Roy Fox Lichtenstein was born on October 27, 1923, in New York City, the first of two children born to Milton and Beatrice Werner Lichtenstein.
Most famously, Lichtenstein appropriated the Benday dots, the minute mechanical patterning used in commercial engraving, to convey texture and gradations of color—a stylistic language synonymous with his subject matter. The dots became a trademark device forever identified with Lichtenstein and Pop Art.
Among the first extant paintings in this new mode—based on comic strips and illustrations from advertisements—were Popeye and Look Mickey, which were swiftly followed by The Engagement Ring, Girl with Ball and Step-on Can with Leg. The artist also ventured beyond comic book subjects, essaying paintings based on oils by Cézanne, Mondrian and Picasso, as well as still life and landscapes.

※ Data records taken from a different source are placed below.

use std::sync::Arc;

use async_trait::async_trait;

pub use arduino::ArduinoDeviceController;
pub use dummy::DummyDeviceController;

use crate::config::{Config, DeviceType};
use crate::util::*;

mod arduino;
pub mod consts;
mod dummy;

/// Command interface of the hardware that starts and stops the axes.
///
/// The hardware has no position feedback: it can only be told to move an axis
/// in one direction at its fixed rate, or to stop it.
#[async_trait]
pub trait DeviceController: Send + Sync {
    /// Connecting while connected does nothing
    async fn connect(&self) -> DriverResult<()>;

    async fn disconnect(&self) -> DriverResult<()>;

    fn is_connected(&self) -> bool;

    /// Starts moving `axis` in `orientation`, or stops it for `None`.
    /// Silently does nothing while disconnected.
    async fn move_axis(&self, axis: Axis, orientation: Option<Orientation>) -> DriverResult<()>;

    /// Sends a raw command and returns the raw response
    async fn command_string(&self, command: &str) -> DriverResult<String>;

    /// Sends a raw command, true if the device acknowledged it
    async fn command_bool(&self, command: &str) -> DriverResult<bool> {
        Ok(self.command_string(command).await? == consts::RESPONSE_OK)
    }

    /// Sends a raw command and ignores the response
    async fn command_blind(&self, command: &str) -> DriverResult<()> {
        self.command_string(command).await.map(|_| ())
    }
}

/// Command understood by the controller firmware, e.g. `RA+` or `DEC0`
pub fn axis_command(axis: Axis, orientation: Option<Orientation>) -> String {
    let sign = orientation.map_or('0', |o| o.wire_sign());
    format!("{}{}", axis.wire_name(), sign)
}

pub fn create_device(config: &Config) -> Arc<dyn DeviceController> {
    match config.device {
        DeviceType::Arduino => Arc::new(ArduinoDeviceController::new(config.com_settings.clone())),
        DeviceType::Dummy => Arc::new(DummyDeviceController::new()),
    }
}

Lichtenstein became a prolific print maker and in both two- and three-dimensional pieces, he employed a host of industrial or “non-art” materials, and designed mass-produced editioned objects that were less expensive than traditional paintings and sculpture. Participating in one such project—the American Supermarket show in 1964 at the Paul Bianchini Gallery, for which he designed a shopping bag. The late 1960s also saw Lichtenstein’s first museum surveys: in 1967 the Pasadena Art Museum initiated a traveling retrospective, in 1968 the Stedelijk Museum in Amsterdam presented his first European retrospective, and in 1969 he had his first New York retrospective, at the Solomon R. Guggenheim Museum.
Wanting to grow, Lichtenstein turned away from the comic book subjects that had brought him prominence. In the late 1960s his work became less narrative and more abstract, as he continued to meditate on the nature of the art enterprise itself. He began to explore and deconstruct the notion of brushstrokes—the building blocks of Western painting. Brushstrokes are conventionally conceived as vehicles of expression, but Lichtenstein made them into a subject. Modern artists have typically maintained that the subject of a painting is painting itself. Lichtenstein took this idea one imaginative step further: a compositional element could serve as the subject matter of a work and make that bromide ring true.

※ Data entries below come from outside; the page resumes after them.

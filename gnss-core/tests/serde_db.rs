//! Serialization coverage for the database model (gated on the `serde`
//! feature), in the `serde_json::json!` / `to_value` comparison style this
//! workspace's own `parser_tests.rs` already uses for packet structs.

#![cfg(feature = "serde")]

use gnss_core::db::{Database, NavMode, Quality, System};
use gnss_core::nmea::{gga, Sentence};

#[test]
fn position_serializes_the_scenario_1_fix() {
    let sentence = Sentence::parse(
        "$GPGGA,172814.0,3723.46587704,N,12202.26957864,W,2,6,1.2,18.893,M,-25.669,M,2.0,0031*4F\r\n",
    )
    .unwrap();
    let mut db = Database::new();
    gga(&sentence, &mut db).unwrap();

    let position = db.get(System::Gps).position;
    assert_eq!(position.quality, Quality::Differential);

    let value = serde_json::to_value(&position).unwrap();
    assert_eq!(value["lat_nanominutes"], 2_243_465_877_040_i64);
    assert_eq!(value["lon_nanominutes"], -7_322_269_578_640_i64);
    assert_eq!(value["altitude_mm"], 18_893);
    assert_eq!(value["sats_used"], 6);
    assert_eq!(value["quality"], "Differential");
}

#[test]
fn nav_mode_round_trips_through_json() {
    let encoded = serde_json::to_string(&NavMode::Fix3D).unwrap();
    assert_eq!(encoded, "\"Fix3D\"");
    let decoded: NavMode = serde_json::from_str(&encoded).unwrap();
    assert_eq!(decoded, NavMode::Fix3D);
}

#[test]
fn whole_database_round_trips_through_json() {
    let db = Database::new();
    let encoded = serde_json::to_string(&db).unwrap();
    let decoded: Database = serde_json::from_str(&encoded).unwrap();
    assert_eq!(decoded.get(System::Gps).position.quality, db.get(System::Gps).position.quality);
}
/// Per-system position record.
///
/// Mutated by GGA/RMC/GLL/VTG/ZDA/PUBX,00/PUBX,04. Every field a given
/// sentence does not touch is left exactly as a previous sentence set it;
/// this cross-sentence aggregation is deliberate.
#[derive(Debug, Clone, Copy)]
#[cfg_attr(feature = "serde", derive(serde::Serialize, serde::Deserialize))]
pub struct Position {
    /// Monotonic total timestamp, nanoseconds since the POSIX epoch.
    pub tot_ns: i64,
    /// Previous `tot_ns`, retained to enforce monotonicity.
    pub old_ns: i64,
    /// Most recent UTC-of-day, nanoseconds since local midnight.
    pub utc_ns: i64,
    /// Most recent date, nanoseconds since the POSIX epoch at 00:00 UTC.
    pub dmy_ns: i64,
    /// Time zone offset, if the source ever reported one (ZDA).
    pub tz_ns: Option<i64>,
    /// Signed nanominutes, range ±5.4e12.
    pub lat_nanominutes: i64,
    pub lat_digits: Digits,
    /// Signed nanominutes, range ±1.08e13.
    pub lon_nanominutes: i64,
    pub lon_digits: Digits,
    /// Signed millimeters.
    pub altitude_mm: i32,
    pub altitude_digits: Digits,
    /// Signed millimeters, geoid separation.
    pub sep_mm: i32,
    pub sep_digits: Digits,
    /// Signed micro-knots.
    pub sog_microknots: i64,
    /// Signed millimeters per hour.
    pub sog_mm_per_hour: i64,
    pub sog_digits: Digits,
    /// Signed nanodegrees, true course, range ±3.6e11.
    pub cog_nanodegrees: i64,
    pub cog_digits: Digits,
    /// Signed nanodegrees, magnetic heading.
    pub heading_nanodegrees: i64,
    pub heading_digits: Digits,
    pub sats_used: u8,
    pub quality: Quality,
    pub safety: Safety,
    /// Set only by PUBX,00; `None` for positions last touched by a plain
    /// NMEA sentence.
    pub pubx_nav_status: Option<PubxNavStatus>,
    /// 3-character message name that last updated this record (e.g. `"GGA"`).
    pub source: &'static str,
    pub expiry: u16,
}

impl Default for Position {
    fn default() -> Self {
        Self {
            tot_ns: 0,
            old_ns: 0,
            utc_ns: 0,
            dmy_ns: 0,
            tz_ns: None,
            lat_nanominutes: 0,
            lat_digits: 0,
            lon_nanominutes: 0,
            lon_digits: 0,
            altitude_mm: 0,
            altitude_digits: 0,
            sep_mm: 0,
            sep_digits: 0,
            sog_microknots: 0,
            sog_mm_per_hour: 0,
            sog_digits: 0,
            cog_nanodegrees: 0,
            cog_digits: 0,
            heading_nanodegrees: 0,
            heading_digits: 0,
            sats_used: 0,
            quality: Quality::NoFix,
            safety: Safety::Void,
            pubx_nav_status: None,
            source: "",
            expiry: 0,
        }
    }
}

The search for new forms and sources was even more emphatic after 1970. During the fertile decade of the 1970s, Lichtenstein probed an aspect of perception that had steadily preoccupied him: how easily the unreal is validated as the real because viewers have accepted so many visual conceptions that they don’t analyze what they see. In the Mirror series, he dealt with light and shadow upon glass, and in the Entablature series, he considered the same phenomena by abstracting such Beaux-Art architectural elements as cornices, dentils, capitals and columns. Another entire panoply of works produced during the 1970s were complex encounters with Cubism, Futurism, Purism, Surrealism and Expressionism. Lichtenstein expanded his palette beyond red, blue, yellow, black, white and green, and invented and combined forms. He was not merely isolating found images, but juxtaposing, overlapping, fragmenting and recomposing them. In the words of art historian Jack Cowart, Lichtenstein’s virtuosic compositions were “a rich dialogue of forms—all intuitively modified and released from their nominal sources.”
The Interiors, mural-sized canvases inspired by a miniscule advertisement in an Italian telephone book, delve again into the perceptual ambiguities of reflections from windows and mirrors. The Nudes reprise the theme of women in a romance-comic mode, which Lichtenstein had introduced in the 1960s and amplified in lush Surrealist-inspired beach scenes in the 1970s. As with the Interiors, there is ample quotation of elements from earlier canvases, the furniture of Lichtenstein’s painted world. He also used the series to investigate mixing chiaroscuro (which he devised with dots and shading) with flat areas of color. This effect was brought to an ultimate pitch in his Chinese Landscapes, Lichtenstein’s final encounter with a monumental art tradition—and one of his most subtle. Configurations of land, water, mountains and air found in Song dynasty paintings and scrolls are simulated by softly drifting fields of graduated dots. None of Lichtenstein’s usual black outlines define the monochromatic forms, which heightens the contemplative and abstract quality of the series.
In August 1997, Lichtenstein fell ill with pneumonia. He died unexpectedly of complications from the disease on September 29, 1997, at the age of 73, in New York City.